1460. How to Actually Learn Stuff

Let’s face it – most of us are pretty damn terrible at learning things. 

We cram for tests, forget everything immediately after, and wonder why we wasted all that time studying in the first place. 

But what if the problem isn’t you, but how you’re approaching learning itself?

I’ve been diving into the science of learning lately, and there’s this concept called “chunking” that’s completely changed how I think about mastering new skills. It’s not some magical shortcut – nothing worthwhile ever is – but it’s a practical approach that works with your brain instead of against it.

What the Hell is a Chunk Anyway?

A chunk is basically a cohesive unit of information that’s bound together through meaning. In your brain, chunks are networks of neurons that have learned to fire together in specific patterns. The beautiful thing is that no matter how complex a chunk becomes internally, it only takes up ONE slot in your working memory.

And since your working memory typically only holds about 5 chunks at once, chunking is how you hack this system to handle increasingly complex material.

Think about it: when you first learned to drive, every single action required intense focus – check mirrors, signal, brake, clutch, gear shift, accelerator. 

Now you just “drive” and all those individual actions happen automatically as part of larger chunks. 

That’s why experts in any field aren’t necessarily smarter – they’ve just built sophisticated chunks that let them see and process information differently than novices.

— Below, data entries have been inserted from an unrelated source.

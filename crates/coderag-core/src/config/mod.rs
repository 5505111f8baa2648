mod env;
mod types;

#[cfg(test)]
mod tests;

pub use types::*;

use std::path::Path;

use anyhow::{Context, bail};
use coderag_index::ChunkerConfig;
use coderag_index::languages::ExtensionFilter;
use coderag_index::pipeline::PipelineConfig;
use coderag_index::store::CorpusStore;

impl Config {
    /// Load configuration from a TOML file with env var overrides.
    ///
    /// Falls back to sensible defaults when the file does not exist.
    ///
    /// # Errors
    ///
    /// Returns an error if the file exists but cannot be read or parsed.
    pub fn load(path: &Path) -> anyhow::Result<Self> {
        let mut config = if path.exists() {
            let content = std::fs::read_to_string(path).context("failed to read config file")?;
            toml::from_str::<Self>(&content).context("failed to parse config file")?
        } else {
            Self::default()
        };

        config.apply_env_overrides();
        Ok(config)
    }

    /// # Errors
    ///
    /// Returns an error describing the first invalid setting.
    pub fn validate(&self) -> anyhow::Result<()> {
        if self.retrieval.top_k == 0 {
            bail!("retrieval.top_k must be at least 1");
        }
        if self.index.window_lines == 0 {
            bail!("index.window_lines must be at least 1");
        }
        if self.llm.model.trim().is_empty() {
            bail!("llm.model must not be empty");
        }
        if self.llm.embedding_model.trim().is_empty() {
            bail!("llm.embedding_model must not be empty");
        }
        if self.index.extensions.is_empty() {
            bail!("index.extensions must list at least one extension");
        }
        Ok(())
    }

    #[must_use]
    pub fn pipeline_config(&self) -> PipelineConfig {
        PipelineConfig {
            chunker: ChunkerConfig {
                window_lines: self.index.window_lines,
            },
            extensions: ExtensionFilter::new(&self.index.extensions),
        }
    }

    #[must_use]
    pub fn corpus_store(&self) -> CorpusStore {
        CorpusStore::in_dir(
            &self.index.store_dir,
            &self.index.chunks_file,
            &self.index.index_file,
        )
    }
}
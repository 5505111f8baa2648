#[derive(Debug, thiserror::Error)]
pub enum LlmError {
    #[error("provider unavailable: {0}")]
    Unavailable(String),

    #[error("empty response from {provider}")]
    EmptyResponse { provider: &'static str },

    #[error("{provider} returned {actual} embeddings for {expected} inputs")]
    EmbedCount {
        provider: &'static str,
        expected: usize,
        actual: usize,
    },

    #[error("{0}")]
    Other(String),
}

pub type Result<T> = std::result::Result<T, LlmError>;
use ollama_rs::Ollama;
use ollama_rs::generation::chat::ChatMessage;
use ollama_rs::generation::chat::request::ChatMessageRequest;
use ollama_rs::generation::embeddings::request::{EmbeddingsInput, GenerateEmbeddingsRequest};

use crate::error::LlmError;
use crate::provider::{Embedder, Message, Role, TextGenerator};

#[derive(Debug, Clone)]
pub struct OllamaProvider {
    client: Ollama,
    model: String,
    embedding_model: String,
}

impl OllamaProvider {
    #[must_use]
    pub fn new(base_url: &str, model: String, embedding_model: String) -> Self {
        let (host, port) = parse_host_port(base_url);
        Self {
            client: Ollama::new(host, port),
            model,
            embedding_model,
        }
    }

    /// Check if Ollama is reachable.
    ///
    /// # Errors
    ///
    /// Returns an error if the connection to Ollama fails.
    pub async fn health_check(&self) -> Result<(), LlmError> {
        self.client.list_local_models().await.map_err(|e| {
            LlmError::Unavailable(format!("failed to connect to Ollama, is it running? {e}"))
        })?;
        Ok(())
    }
}

impl Embedder for OllamaProvider {
    async fn embed_batch(&self, texts: &[String]) -> Result<Vec<Vec<f32>>, LlmError> {
        if texts.is_empty() {
            return Ok(Vec::new());
        }

        let request = GenerateEmbeddingsRequest::new(
            self.embedding_model.clone(),
            EmbeddingsInput::Multiple(texts.to_vec()),
        );

        let response = self
            .client
            .generate_embeddings(request)
            .await
            .map_err(|e| LlmError::Other(format!("Ollama embedding request failed: {e}")))?;

        if response.embeddings.len() != texts.len() {
            return Err(LlmError::EmbedCount {
                provider: "ollama",
                expected: texts.len(),
                actual: response.embeddings.len(),
            });
        }
        tracing::debug!(
            count = texts.len(),
            model = %self.embedding_model,
            "embedded batch"
        );
        Ok(response.embeddings)
    }

    fn name(&self) -> &'static str {
        "ollama"
    }
}

impl TextGenerator for OllamaProvider {
    async fn chat(&self, messages: &[Message]) -> Result<String, LlmError> {
        let ollama_messages: Vec<ChatMessage> = messages.iter().map(convert_message).collect();
        let request = ChatMessageRequest::new(self.model.clone(), ollama_messages);

        let response = self
            .client
            .send_chat_messages(request)
            .await
            .map_err(|e| LlmError::Other(format!("Ollama chat request failed: {e}")))?;

        if response.message.content.trim().is_empty() {
            return Err(LlmError::EmptyResponse { provider: "ollama" });
        }
        Ok(response.message.content)
    }
}

fn convert_message(msg: &Message) -> ChatMessage {
    let text = msg.content.clone();
    match msg.role {
        Role::System => ChatMessage::system(text),
        Role::Assistant => ChatMessage::assistant(text),
        Role::User => ChatMessage::user(text),
    }
}

fn parse_host_port(url: &str) -> (String, u16) {
    let url = url.trim_end_matches('/');
    if let Some(colon_pos) = url.rfind(':') {
        let port_str = &url[colon_pos + 1..];
        if let Ok(port) = port_str.parse::<u16>() {
            let host = url[..colon_pos].to_string();
            return (host, port);
        }
    }
    (url.to_string(), 11434)
}
//! Code chunking, flat vector indexing, and retrieval over a source tree.
//!
//! Source files are split into chunk records by a declaration-plus-brace
//! heuristic with a fixed-window fallback, embedded in one batch, and stored
//! as a pair of artifacts: a JSON chunk list and a flat L2 vector index whose
//! position `i` holds the embedding of chunk `i`.

pub mod chunker;
pub mod context;
pub mod error;
pub mod languages;
pub mod pipeline;
pub mod store;
pub mod vector_index;

pub use chunker::{ChunkRecord, ChunkerConfig};
pub use error::{IndexError, Result};
pub use pipeline::{BuildOutcome, IndexReport, Pipeline};
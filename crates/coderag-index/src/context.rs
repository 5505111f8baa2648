//! Turning retrieved chunk records into text for display or generation.

use std::fmt::Write;

use crate::chunker::ChunkRecord;

/// Plain-text context for a text generator: record texts separated by a blank line.
#[must_use]
pub fn join_for_generation(chunks: &[ChunkRecord]) -> String {
    chunks
        .iter()
        .map(ChunkRecord::text)
        .collect::<Vec<_>>()
        .join("\n\n")
}

/// Short header for one record, e.g. `src/a.c:12 int main(void)`.
#[must_use]
pub fn chunk_display_header(chunk: &ChunkRecord) -> String {
    format!("{}:{} {}", chunk.source, chunk.start_line, chunk.signature)
}

/// Render records with provenance headers for terminal output.
#[must_use]
pub fn format_for_display(chunks: &[ChunkRecord]) -> String {
    let mut out = String::new();
    for (rank, chunk) in chunks.iter().enumerate() {
        let _ = writeln!(out, "--- [{}] {}", rank + 1, chunk_display_header(chunk));
        out.push_str(chunk.text());
        out.push('\n');
    }
    out
}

How to Build Chunks That Actually Work

Step 1: Focus Your Shit

First, you need to eliminate distractions and focus completely on what you’re trying to learn. This isn’t some mindfulness BS – it’s about making sure your brain has enough processing power available to encode the patterns you want to chunk.

Half-assed attention = half-assed chunks = not remembering anything. 

Simple as that.

Step 2: Actually Understand the Material

This seems obvious, but it’s where so many people screw up. They memorize steps or formulas without understanding WHY things work the way they do. But meaningful chunks can only form when you grasp the underlying principles.

Don’t just know that the formula works – understand why it works. Connect new information to stuff you already know. Look for the patterns and structures beneath the surface details.

Step 3: Practice Like You Mean It

This is where rubber meets road. You need:

  • Spaced repetition to strengthen the neural patterns, not just one study session, but a few sessions over time 
  • Practice in different contexts, to build up your flexibility of the material and understanding 
  • Bottom-up practice with individual chunks AND top-down understanding of how they fit together

Taking Your Chunking Game to the Next Level

Chunking Abstract Concepts

Abstract ideas can be tricky to chunk because they’re not tied to concrete experiences. So create vivid metaphors that connect abstract concepts to something tangible. Use visual representations. Develop personal examples that illustrate the principles. Translate formal language into your own words.


Imagine you’re trying to understand the concept of “confirmation bias” in psychology. 

Instead of just memorizing that it’s “the tendency to search for information that confirms existing beliefs,” you could:

  • Create a metaphor: Think of it as selective fishing – you’re casting your net only where you expect to catch the fish you want, ignoring other areas of the lake entirely.
  • Visualize it: Picture your mind as a spotlight that only illuminates evidence supporting your views while leaving contradictory information in the shadows.
  • Develop a personal example: Recall how you once researched a product you wanted to buy, unconsciously clicking only on positive reviews and dismissing negative ones as flukes.
  • Translate it: In your own words, “It’s my brain’s sneaky way of protecting my existing beliefs by only paying attention to stuff that makes me feel right and filtering out anything that challenges me.”

By connecting this abstract psychological concept to concrete images, personal experiences, and everyday language, you’ve created a much stronger, more accessible mental chunk.

Chunking Procedural Knowledge

When learning how to DO something, break complex procedures into logical segments. Practice each segment until it becomes automatic before combining them. Identify where you keep screwing up and create specific mini-chunks to address those error patterns.

Building Your Chunk Library

Over time, you’ll develop a library of chunks that can be rapidly accessed and combined into larger super-chunks. 

Kind of like building with LEGOs – you start with individual bricks, then combine them into walls, houses, and eventually entire cities of knowledge.

The Bottom Line

Chunking isn’t just a memory technique – it’s fundamentally how your brain transforms incompetence into understanding. By deliberately crafting and practicing chunks, you can dramatically expand your capacity to master complex material in any field.

So stop wasting time with learning approaches that fight against your brain’s natural processes. Start building chunks that stick, and watch yourself progress from struggling novice to confident expert in whatever you choose to learn.

The difference between people who learn effectively and those who don’t isn’t usually intelligence…

Of course, some people do have natural tendencies that support this chunking idea, but for those of us that have missed that gift:

  • It’s about whether we understand how learning actually works

And now we do. 

So what are you going to do with it?